Taken the word of a Preacher and a Scientist are completely different.
zipplewrath
(16,692 posts)They are rarely "preachers". Quite the opposite, they are often the basis for various organized religions. Martin Luther being the most obvious example.
edhopper
(34,813 posts)disagree on almost every aspect of the Bible. There is no self correcting mechanism, as there is in Science.
So it comes down to accepting whatever version of Bible interpretation they like, and doing so without studying the Bible thmselves.

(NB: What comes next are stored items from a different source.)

//! Wire models for the patient server.
//!
//! Responsibilities:
//! - Decode the `/view` listing, keeping the server's key order
//! - Encode the full `/create` payload and the partial `/edit` payload
//!
//! Notes:
//! - `bmi` and `verdict` are computed by the server; they are decoded for display and
//!   never sent back
//! - The record identifier is the key of the listing map, not a field of the record
//! - A listing entry that does not decode as a record is logged and left out

use carelytics_types::{FiniteNumber, NonEmptyText};
use serde::de::{IgnoredAny, MapAccess, Visitor};
use serde::ser::SerializeMap;
use serde::{Deserialize, Serialize};
use std::collections::HashMap;

/// A patient as returned by `GET /view`.
#[derive(Clone, Debug, PartialEq, Serialize, Deserialize)]
pub struct PatientRecord {
    pub name: String,
    pub city: String,
    pub age: FiniteNumber,
    pub gender: String,
    pub height: FiniteNumber,
    pub weight: FiniteNumber,
    #[serde(default, skip_serializing_if = "Option::is_none")]
    pub bmi: Option<FiniteNumber>,
    #[serde(default, skip_serializing_if = "Option::is_none")]
    pub verdict: Option<String>,
}

/// The `/view` document: record identifier to record, in document order.
///
/// A repeated key keeps its first position and takes the last value, the same
/// way a browser's `JSON.parse` resolves it.
#[derive(Clone, Debug, Default, PartialEq)]
pub struct PatientDirectory {
    entries: Vec<(String, PatientRecord)>,
    /// Position of each id in `entries`.
    index: HashMap<String, usize>,
}

impl PatientDirectory {
    pub fn new() -> Self {
        Self::default()
    }

    /// Inserts or replaces `id`, keeping the original position on replace.
    pub fn insert(&mut self, id: impl Into<String>, record: PatientRecord) {
        let id = id.into();
        match self.index.get(&id) {
            Some(&position) => self.entries[position].1 = record,
            None => {
                self.index.insert(id.clone(), self.entries.len());
                self.entries.push((id, record));
            }
        }
    }

    pub fn get(&self, id: &str) -> Option<&PatientRecord> {
        self.index
            .get(id)
            .map(|&position| &self.entries[position].1)
    }

    pub fn len(&self) -> usize {
        self.entries.len()
    }

    pub fn is_empty(&self) -> bool {
        self.entries.is_empty()
    }

    pub fn iter(&self) -> impl Iterator<Item = (&str, &PatientRecord)> {
        self.entries.iter().map(|(id, record)| (id.as_str(), record))
    }
}

impl IntoIterator for PatientDirectory {
    type Item = (String, PatientRecord);
    type IntoIter = std::vec::IntoIter<(String, PatientRecord)>;

    fn into_iter(self) -> Self::IntoIter {
        self.entries.into_iter()
    }
}

impl FromIterator<(String, PatientRecord)> for PatientDirectory {
    fn from_iter<I: IntoIterator<Item = (String, PatientRecord)>>(iter: I) -> Self {
        let mut directory = PatientDirectory::new();
        for (id, record) in iter {
            directory.insert(id, record);
        }
        directory
    }
}

impl Serialize for PatientDirectory {
    fn serialize<S>(&self, serializer: S) -> Result<S::Ok, S::Error>
    where
        S: serde::Serializer,
    {
        let mut map = serializer.serialize_map(Some(self.entries.len()))?;
        for (id, record) in &self.entries {
            map.serialize_entry(id, record)?;
        }
        map.end()
    }
}

/// One value of the listing map. Anything that is not a usable record is kept out of the
/// table instead of failing the whole listing.
#[derive(Deserialize)]
#[serde(untagged)]
enum ListingEntry {
    Record(PatientRecord),
    Malformed(IgnoredAny),
}

struct DirectoryVisitor;

impl<'de> Visitor<'de> for DirectoryVisitor {
    type Value = PatientDirectory;

    fn expecting(&self, f: &mut std::fmt::Formatter<'_>) -> std::fmt::Result {
        f.write_str("a map of patient id to patient record")
    }

    fn visit_map<M>(self, mut access: M) -> Result<Self::Value, M::Error>
    where
        M: MapAccess<'de>,
    {
        let mut directory = PatientDirectory::new();
        while let Some((id, entry)) = access.next_entry::<String, ListingEntry>()? {
            match entry {
                ListingEntry::Record(record) => directory.insert(id, record),
                ListingEntry::Malformed(IgnoredAny) => {
                    tracing::warn!("skipping malformed patient record {}", id)
                }
            }
        }
        Ok(directory)
    }
}

impl<'de> Deserialize<'de> for PatientDirectory {
    fn deserialize<D>(deserializer: D) -> Result<Self, D::Error>
    where
        D: serde::Deserializer<'de>,
    {
        deserializer.deserialize_map(DirectoryVisitor)
    }
}

/// Body of `POST /create`: every editable field, nothing derived.
#[derive(Clone, Debug, PartialEq, Serialize, Deserialize)]
pub struct NewPatient {
    pub id: NonEmptyText,
    pub name: NonEmptyText,
    pub city: NonEmptyText,
    pub age: FiniteNumber,
    pub gender: NonEmptyText,
    pub height: FiniteNumber,
    pub weight: FiniteNumber,
}

/// Body of `PUT /edit/{id}`: only the fields the user filled in.
///
/// Absent fields are omitted from the JSON entirely, so the server leaves them untouched.
#[derive(Clone, Debug, Default, PartialEq, Serialize, Deserialize)]
pub struct PatientUpdate {
    #[serde(default, skip_serializing_if = "Option::is_none")]
    pub name: Option<NonEmptyText>,
    #[serde(default, skip_serializing_if = "Option::is_none")]
    pub city: Option<NonEmptyText>,
    #[serde(default, skip_serializing_if = "Option::is_none")]
    pub gender: Option<NonEmptyText>,
    #[serde(default, skip_serializing_if = "Option::is_none")]
    pub age: Option<FiniteNumber>,
    #[serde(default, skip_serializing_if = "Option::is_none")]
    pub height: Option<FiniteNumber>,
    #[serde(default, skip_serializing_if = "Option::is_none")]
    pub weight: Option<FiniteNumber>,
}

impl PatientUpdate {
    pub fn is_empty(&self) -> bool {
        self.name.is_none()
            && self.city.is_none()
            && self.gender.is_none()
            && self.age.is_none()
            && self.height.is_none()
            && self.weight.is_none()
    }
}

#[cfg(test)]
mod tests {
    use super::*;

    const ANN: &str = r#"{"p1": {"name":"Ann","city":"NYC","age":30,"gender":"F","height":165,"weight":60,"bmi":22.0,"verdict":"normal"}}"#;

    #[test]
    fn test_directory_decodes_listing() {
        let directory: PatientDirectory = serde_json::from_str(ANN).expect("valid listing");
        assert_eq!(directory.len(), 1);
        let ann = directory.get("p1").expect("p1 present");
        assert_eq!(ann.name, "Ann");
        assert_eq!(ann.age.to_string(), "30");
        assert_eq!(ann.bmi.map(|b| b.to_string()).as_deref(), Some("22"));
        assert_eq!(ann.verdict.as_deref(), Some("normal"));
    }

    #[test]
    fn test_directory_keeps_document_order() {
        let json = r#"{
            "zed": {"name":"Z","city":"A","age":1,"gender":"male","height":1,"weight":1},
            "amy": {"name":"A","city":"B","age":2,"gender":"female","height":2,"weight":2},
            "max": {"name":"M","city":"C","age":3,"gender":"others","height":3,"weight":3}
        }"#;
        let directory: PatientDirectory = serde_json::from_str(json).unwrap();
        let ids: Vec<&str> = directory.iter().map(|(id, _)| id).collect();
        assert_eq!(ids, vec!["zed", "amy", "max"]);
    }

    #[test]
    fn test_directory_repeated_key_keeps_first_position_last_value() {
        let json = r#"{
            "a": {"name":"first","city":"X","age":1,"gender":"male","height":1,"weight":1},
            "b": {"name":"B","city":"X","age":1,"gender":"male","height":1,"weight":1},
            "a": {"name":"second","city":"X","age":1,"gender":"male","height":1,"weight":1}
        }"#;
        let directory: PatientDirectory = serde_json::from_str(json).unwrap();
        let names: Vec<(&str, &str)> = directory
            .iter()
            .map(|(id, r)| (id, r.name.as_str()))
            .collect();
        assert_eq!(names, vec![("a", "second"), ("b", "B")]);
    }

    #[test]
    fn test_directory_decodes_large_listing_in_order() {
        let records: Vec<String> = (0..50_000)
            .map(|i| {
                format!(
                    r#""p{i}": {{"name":"N{i}","city":"C","age":{},"gender":"F","height":1.7,"weight":60}}"#,
                    i % 90
                )
            })
            .collect();
        let json = format!("{{{}}}", records.join(","));

        let directory: PatientDirectory = serde_json::from_str(&json).expect("valid listing");
        assert_eq!(directory.len(), 50_000);
        assert_eq!(directory.get("p49999").map(|r| r.name.as_str()), Some("N49999"));
        let first: Vec<&str> = directory.iter().take(3).map(|(id, _)| id).collect();
        assert_eq!(first, vec!["p0", "p1", "p2"]);
    }

    #[test]
    fn test_directory_skips_malformed_records() {
        let json = r#"{
            "p1": {"name":"Ann","city":"NYC","age":30,"gender":"F","height":165,"weight":60},
            "p2": {"name":"Bo","city":"LA","age":null,"gender":"male","height":1.8,"weight":80},
            "p3": null
        }"#;
        let directory: PatientDirectory = serde_json::from_str(json).expect("listing decodes");
        let ids: Vec<&str> = directory.iter().map(|(id, _)| id).collect();
        assert_eq!(ids, vec!["p1"]);
        assert!(directory.get("p2").is_none());
    }

    #[test]
    fn test_directory_from_iter_replaces_in_place() {
        let record = |name: &str| PatientRecord {
            name: name.into(),
            city: "X".into(),
            age: FiniteNumber::new(1.0).unwrap(),
            gender: "F".into(),
            height: FiniteNumber::new(1.0).unwrap(),
            weight: FiniteNumber::new(1.0).unwrap(),
            bmi: None,
            verdict: None,
        };
        let directory: PatientDirectory = vec![
            ("a".to_string(), record("one")),
            ("b".to_string(), record("two")),
            ("a".to_string(), record("three")),
        ]
        .into_iter()
        .collect();

        assert_eq!(directory.len(), 2);
        assert_eq!(directory.get("a").map(|r| r.name.as_str()), Some("three"));
        let ids: Vec<&str> = directory.iter().map(|(id, _)| id).collect();
        assert_eq!(ids, vec!["a", "b"]);
    }

    #[test]
    fn test_record_without_derived_fields_decodes() {
        let json = r#"{"name":"Bo","city":"LA","age":40,"gender":"male","height":1.8,"weight":80}"#;
        let record: PatientRecord = serde_json::from_str(json).unwrap();
        assert!(record.bmi.is_none());
        assert!(record.verdict.is_none());
    }

    #[test]
    fn test_directory_rejects_non_map_document() {
        let result: Result<PatientDirectory, _> = serde_json::from_str("[]");
        assert!(result.is_err());
    }

    #[test]
    fn test_update_serialises_only_present_fields() {
        let update = PatientUpdate {
            city: Some(NonEmptyText::new("Leeds").unwrap()),
            age: Some(FiniteNumber::new(41.0).unwrap()),
            ..PatientUpdate::default()
        };
        let value = serde_json::to_value(&update).unwrap();
        assert_eq!(value, serde_json::json!({"city": "Leeds", "age": 41}));
    }

    #[test]
    fn test_update_is_empty_by_default() {
        assert!(PatientUpdate::default().is_empty());
        let update = PatientUpdate {
            weight: Some(FiniteNumber::new(70.5).unwrap()),
            ..PatientUpdate::default()
        };
        assert!(!update.is_empty());
    }

    #[test]
    fn test_new_patient_has_no_derived_fields() {
        let patient = NewPatient {
            id: NonEmptyText::new("p9").unwrap(),
            name: NonEmptyText::new("Cy").unwrap(),
            city: NonEmptyText::new("Oslo").unwrap(),
            age: FiniteNumber::new(52.0).unwrap(),
            gender: NonEmptyText::new("others").unwrap(),
            height: FiniteNumber::new(1.7).unwrap(),
            weight: FiniteNumber::new(65.0).unwrap(),
        };
        let value = serde_json::to_value(&patient).unwrap();
        let object = value.as_object().unwrap();
        let mut keys: Vec<&str> = object.keys().map(String::as_str).collect();
        keys.sort_unstable();
        assert_eq!(
            keys,
            vec!["age", "city", "gender", "height", "id", "name", "weight"]
        );
    }
}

Accepting scientific theories and laws is very different. They don't equate at all.
zipplewrath
(16,692 posts)However, as with scientific theories, the vast majority of people basically accept what they are "told". It's where the problem with "junk science" comes in. I've lived through a generation of "it's bad for you/it's good for you now" to know that there are a tremendous number of people who just presume that what they are told is fact. There was a famous problem with "arson science" that was horrendously wrong, but accepted by fire departments and to a great degree by the courts.
People rarely study back to the original work, or fundamental documents, that with which they otherwise put their confidence, or "faith".
Major Nikon
(36,900 posts)It also directs parents to take disobedient children to the village elders to be stoned to death.
It's probably best Christians don't read the instruction manual, otherwise they would be doing that and other stupid shit like playing with venomous snakes and drinking poison.
Mariana
(15,118 posts)The religious indoctrination of the children of Christians almost always begins long before the children learn to read.
trotsky
(49,533 posts)I read the Christian bible (NIV), cover-to-cover. It was required for our confirmation classes - we had to fill out study guides for each book.
And I have to say, like many atheists I've talked to, reading the ENTIRE bible helped guide me to atheism.
No wonder so many churches don't really want their congregants reading the whole thing. Just listen to what the pastor or priest tells you it says.
MineralMan
(147,578 posts)and did the same thing, but with the KJV translation.
At age 19-20, I became an atheist.
Apparently, reading the whole Bible leads people in that direction?
Major Nikon
(36,900 posts)The ranks of Unitarians are filled with former Christians
zipplewrath
(16,692 posts)The "faithful" that are often in a better position than most to throw theological "thought bombs" into Christianity.
ghostsinthemachine
(3,569 posts)Every week of her 85 year life. Couldn't remember any of it. A few verses, yeah, but for the most part, no way.
bitterross
(4,066 posts)I find most people have read very little of it. Which is one of the reasons they do not understand what an evil, narcissistic, vengeful, sociopath of God they are worshiping.
I know where I grew up in the South the same passages got read over and over again each year at certain times of the year. Very little effort was every made to actually educate people and familiarize people with the passages that didn't relate to major events like Easter, Christmas, etc. If there wasn't a Charelton Heston movie about it we didn't learn much about it.
MineralMan
(147,578 posts)However, attendance at those is usually only by a small percentage of the congregation.
Runningdawg
(4,613 posts)an evangelical cult but my mother couldn't read....
samnsara
(18,282 posts)..could hardly get thru numbers or whatever the hell book that was about begetting and begotting. Listened via "Thomas and the Bible"...and OMG was it violent esp towards women......
MineralMan
(147,578 posts)I'm a blazing fast reader, so it takes a far shorter time to read it on the page. I couldn't possibly listen to it being read aloud.